Я помню настоящих бандитов, которые сидели в здании Кабинета министров Украины, которые занимались коммерческой деятельностью в этих стенах.
Я помню ничтожества, которых забрасывало на всякие министерские должности, которые не то, что к министерству, к ЖЭКу нельзя было подпускать на пушечный выстрел.
Поэтому говорить о том, то раньше были профи, а сейчас нет – неправильно. Не все так просто, жизнь другая, мы сейчас живем в совершенно других условиях.
У нас, например, есть Facebook. Если бы был Facebook в 92-м году у Пинзеника, возможно, он посты целыми днями писал, а не постановы Кабмина.
– Вы помните Украину при разных президентах, освещали ее при разных президентах, с некоторыми даже работали. Когда, на ваш взгляд, Украина была самой сильной?
– Знаете, этот момент от Украины совершенно не зависел. Потому что, например, 2006-й-2008-й год – деньги сыпались с неба по той простой причине, что в мире образовался финансовый пузырь.

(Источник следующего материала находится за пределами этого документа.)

//! Native syntax tree nodes produced when translating back from the optimizer.

use std::fmt;

/// Token types of native syntax nodes
#[derive(Debug, Clone, Copy, PartialEq, Eq, Hash)]
pub enum TokenType {
    Plus,
    Minus,
    Star,
    Divide,
    Mod,
    KwAnd,
    KwOr,
    KwNot,
    KwTrue,
    KwFalse,
    KwNull,
    Equal,
    NotEqual,
    LessThan,
    LessThanOrEqualTo,
    GreaterThan,
    GreaterThanOrEqualTo,
    Identifier,
    Number,
    StringLiteral,
    DecimalLiteral,
    TokFunction,
    TokFunctionStar,
    TokTableOrCol,
    TokBoolean,
    TokTinyInt,
    TokSmallInt,
    TokInt,
    TokBigInt,
    TokFloat,
    TokDouble,
    TokString,
    TokChar,
    TokVarchar,
    TokDecimal,
    TokTimestamp,
    TokDate,
    TokBinary,
}

/// A native syntax node
#[derive(Debug, Clone, PartialEq, Eq)]
pub struct AstNode {
    pub token: TokenType,
    pub text: String,
    pub children: Vec<AstNode>,
}

impl AstNode {
    pub fn new(token: TokenType, text: impl Into<String>) -> Self {
        Self {
            token,
            text: text.into(),
            children: Vec::new(),
        }
    }

    /// Lisp-style rendering, e.g. `(and (= (TOK_TABLE_OR_COL a) 1) true)`
    pub fn to_string_tree(&self) -> String {
        if self.children.is_empty() {
            return self.text.clone();
        }
        let children: Vec<String> = self.children.iter().map(|c| c.to_string_tree()).collect();
        format!("({} {})", self.text, children.join(" "))
    }
}

impl fmt::Display for AstNode {
    fn fmt(&self, f: &mut fmt::Formatter<'_>) -> fmt::Result {
        write!(f, "{}", self.to_string_tree())
    }
}

/// Factory through which the translator builds native nodes
pub trait NodeFactory: Send + Sync {
    fn create_token(&self, token: TokenType, text: &str) -> AstNode;

    fn add_child(&self, parent: &mut AstNode, child: AstNode);

    /// Generic function application shell carrying the function name
    fn create_function_call(&self, name: &str) -> AstNode {
        let mut node = self.create_token(TokenType::TokFunction, "TOK_FUNCTION");
        let identifier = self.create_token(TokenType::Identifier, name);
        self.add_child(&mut node, identifier);
        node
    }
}

/// Factory producing plain [`AstNode`] trees
#[derive(Debug, Clone, Copy, Default)]
pub struct AstNodeFactory;

impl NodeFactory for AstNodeFactory {
    fn create_token(&self, token: TokenType, text: &str) -> AstNode {
        AstNode::new(token, text)
    }

    fn add_child(&self, parent: &mut AstNode, child: AstNode) {
        parent.children.push(child);
    }
}

#[cfg(test)]
mod tests {
    use super::*;

    #[test]
    fn test_function_call_shell() {
        let factory = AstNodeFactory;
        let mut call = factory.create_function_call("upper");
        factory.add_child(&mut call, AstNode::new(TokenType::StringLiteral, "'x'"));

        assert_eq!(call.token, TokenType::TokFunction);
        assert_eq!(call.children.len(), 2);
        assert_eq!(call.to_string_tree(), "(TOK_FUNCTION upper 'x')");
    }

    #[test]
    fn test_leaf_rendering() {
        let leaf = AstNode::new(TokenType::Number, "42");
        assert_eq!(leaf.to_string(), "42");
    }
}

Деньги просто рисовались на бумажке и выбрасывались с вертолета. И вот эти вертолетные деньги мы получили. Когда я смотрю на цифры дохода агентства "Интерфакс-Украина" за те годы, у меня слезы на глазах появляются, ностальгические такие слезы.
Заслуга ли это Украины? Нет, так получилось. За что пришлось всем заплатить в 2008-м году.
Тенденция на укрепление была в 95-99-м, когда росла субъектность. Она не доросла в итоге до уровня, который бы хотелось, но во всяком случае каждый год я видел, что она растет.
– Но в это же время в стране была создана олигархическая система и произошло сращивание политики и крупного капитала, архитектором чего являлся как раз таки Леонид Кучма...
– Когда я спорю о том, как мы должны были в начале 90-х выстроить страну, чтобы не было олигархов, мне говорят, что нужно было привести в страну иностранных инвесторов. В основном юные люди мне это говорят.
А я им на это отвечаю: знаете, я в 92-95-х годах часто бегал по Кабинету министров Украины, и видел там массу людей. Я видел кого угодно, но я не видел ни одного иностранного инвестора.
Я правда видел много иностранных бизнесменов, которые прорывались в Кабмин. Думаете, для того, чтобы привести сюда инвестиции? Нет, чтобы получить квоту на экспорт металла, потому что внутренняя цена была 100 долларов, а внешняя – 700. И вот за квоты на экспорт металла эти иностранные граждане готовы были платить украинским чиновникам большие деньги. Я думаю, что они их платили.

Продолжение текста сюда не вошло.